24-Hour Child Abuse Hotline to be Established


Cabinet has approved a proposal for the establishment of a 24-hour toll free hotline, for the reporting of cases of child abuse. The three-digit emergency number, 211, will be available seven days per week.
Making the announcement at yesterday’s (Nov. 12) post-Cabinet press briefing at Jamaica House, Minister of Information, Culture, Youth and Sports, Olivia Grange, explained that the service, which will cost $23 million to mobilise, will be the first point of contact for an abused child. The funds will go towards human capital and the physical resources needed such as equipment, software, telecommunications, and physical infrastructure.
“Children are being encouraged to use this easy to remember number and it is there primarily for them to call if they have a concern, if they are being abused, or if there is any problem whatsoever…as we speak, they are putting it in place. The number has been identified, the funds have been approved. In order to ensure that it is something that can be put on stream immediately, the Office of the Children’s Registry, is designated as an emergency service entity,” Minister Grange told journalists.
The proposed shift cycle is 7:00 a.m. to 3:00 p.m.; 3:00 p.m. to 11:00 p.m.; and 11:00 p.m. to 7:00 a.m. Each shift will be manned by a senior registration officer, and two registration officers.

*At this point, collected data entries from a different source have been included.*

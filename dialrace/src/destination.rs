//! Resolved candidate destinations and their address-family classification.

use std::fmt;
use std::net::{IpAddr, SocketAddr};

use crate::peers::PeerId;

/// The address family of a resolved destination.
///
/// IPv4-mapped IPv6 addresses classify as [`AddrFamily::V4`]: the wire
/// protocol spoken over such a socket is IPv4, and treating them as IPv6
/// would defeat spare selection between the two stacks.
#[derive(Debug, Clone, Copy, PartialEq, Eq, Hash, derive_more::Display)]
pub enum AddrFamily {
    /// IPv4.
    #[display("v4")]
    V4,
    /// IPv6.
    #[display("v6")]
    V6,
}

impl AddrFamily {
    /// Classifies a socket address. Pure, no allocation.
    pub fn of(addr: &SocketAddr) -> Self {
        match addr.ip() {
            IpAddr::V4(_) => AddrFamily::V4,
            IpAddr::V6(ip) if ip.to_ipv4_mapped().is_some() => AddrFamily::V4,
            IpAddr::V6(_) => AddrFamily::V6,
        }
    }

    /// The alternate stack, used when hunting for spare candidates.
    pub fn other(self) -> Self {
        match self {
            AddrFamily::V4 => AddrFamily::V6,
            AddrFamily::V6 => AddrFamily::V4,
        }
    }
}

/// The logical next hop a destination belongs to.
///
/// This is an opaque identity: the path-tracking code only ever compares it,
/// it never looks inside the peer's configuration. Resolve a [`PeerId`]
/// through the registry when configuration is actually needed.
#[derive(Debug, Clone, Copy, PartialEq, Eq, Hash, derive_more::Display)]
pub enum PeerRef {
    /// Going directly to the origin server.
    #[display("origin")]
    Origin,
    /// Going through the configured cache peer with this id.
    #[display("{_0}")]
    Peer(PeerId),
}

/// One resolved network path: a concrete address for reaching a peer or the
/// origin server.
///
/// Immutable once created. Two destinations "belong together" for prime/spare
/// selection when they carry the same [`PeerRef`]; the address family is
/// always derived from the address on demand, never stored.
#[derive(Debug, Clone, PartialEq, Eq, Hash)]
pub struct Destination {
    peer: PeerRef,
    addr: SocketAddr,
}

impl Destination {
    /// A destination reaching `peer` at `addr`.
    pub fn new(peer: PeerRef, addr: SocketAddr) -> Self {
        Self { peer, addr }
    }

    /// A destination going straight to the origin server at `addr`.
    pub fn origin(addr: SocketAddr) -> Self {
        Self::new(PeerRef::Origin, addr)
    }

    /// A destination going through cache peer `id` at `addr`.
    pub fn via_peer(id: PeerId, addr: SocketAddr) -> Self {
        Self::new(PeerRef::Peer(id), addr)
    }

    /// The concrete address to dial.
    pub fn addr(&self) -> SocketAddr {
        self.addr
    }

    /// The peer identity this path belongs to.
    pub fn peer(&self) -> PeerRef {
        self.peer
    }

    /// The address family, derived from the address.
    pub fn family(&self) -> AddrFamily {
        AddrFamily::of(&self.addr)
    }

    /// Whether both destinations lead to the same logical peer.
    pub fn same_peer(&self, other: &Destination) -> bool {
        self.peer == other.peer
    }
}

impl fmt::Display for Destination {
    fn fmt(&self, f: &mut fmt::Formatter<'_>) -> fmt::Result {
        write!(f, "{}/{}", self.peer, self.addr)
    }
}

#[cfg(test)]
mod tests {
    use super::*;

    fn sa(s: &str) -> SocketAddr {
        s.parse().unwrap()
    }

    #[test]
    fn family_classification() {
        assert_eq!(AddrFamily::of(&sa("10.0.0.1:3128")), AddrFamily::V4);
        assert_eq!(AddrFamily::of(&sa("[2001:db8::1]:3128")), AddrFamily::V6);
        assert_eq!(AddrFamily::of(&sa("[::1]:3128")), AddrFamily::V6);
        // IPv4-mapped IPv6 talks IPv4 on the wire
        assert_eq!(AddrFamily::of(&sa("[::ffff:10.0.0.1]:3128")), AddrFamily::V4);
    }

    #[test]
    fn peer_identity_matching() {
        let a = Destination::origin(sa("10.0.0.1:80"));
        let b = Destination::origin(sa("[2001:db8::1]:80"));
        let c = Destination::via_peer(PeerId::from_raw(1), sa("10.0.0.1:80"));
        assert!(a.same_peer(&b));
        assert!(!a.same_peer(&c));
    }

    #[test]
    fn display() {
        let d = Destination::origin(sa("10.0.0.1:80"));
        assert_eq!(d.to_string(), "origin/10.0.0.1:80");
        let d = Destination::via_peer(PeerId::from_raw(7), sa("[::1]:3128"));
        assert_eq!(d.to_string(), "peer7/[::1]:3128");
    }
}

According to Miss Grange, this proposal for the hotline was brought to Cabinet by the Ministry of Health, under which the Child Development Agency falls. She informed that the service, which is also being supported by United Nations Children Fund (UNICEF), was recommended by the Untied Nations Committee on the Rights of the Child.
She pointed out that under the Child Care and Protection Act, a range of prescribed persons, by virtue of their occupation “have a duty of care towards children.”
These are: physicians, dentists, or mental health professionals, administrators of hospital facilities, school principals, teachers or other teaching professionals, social workers or other social service professionals, owners/operators or employees of child day-care centres or other child-care institutions, and guidance counsellors, among others.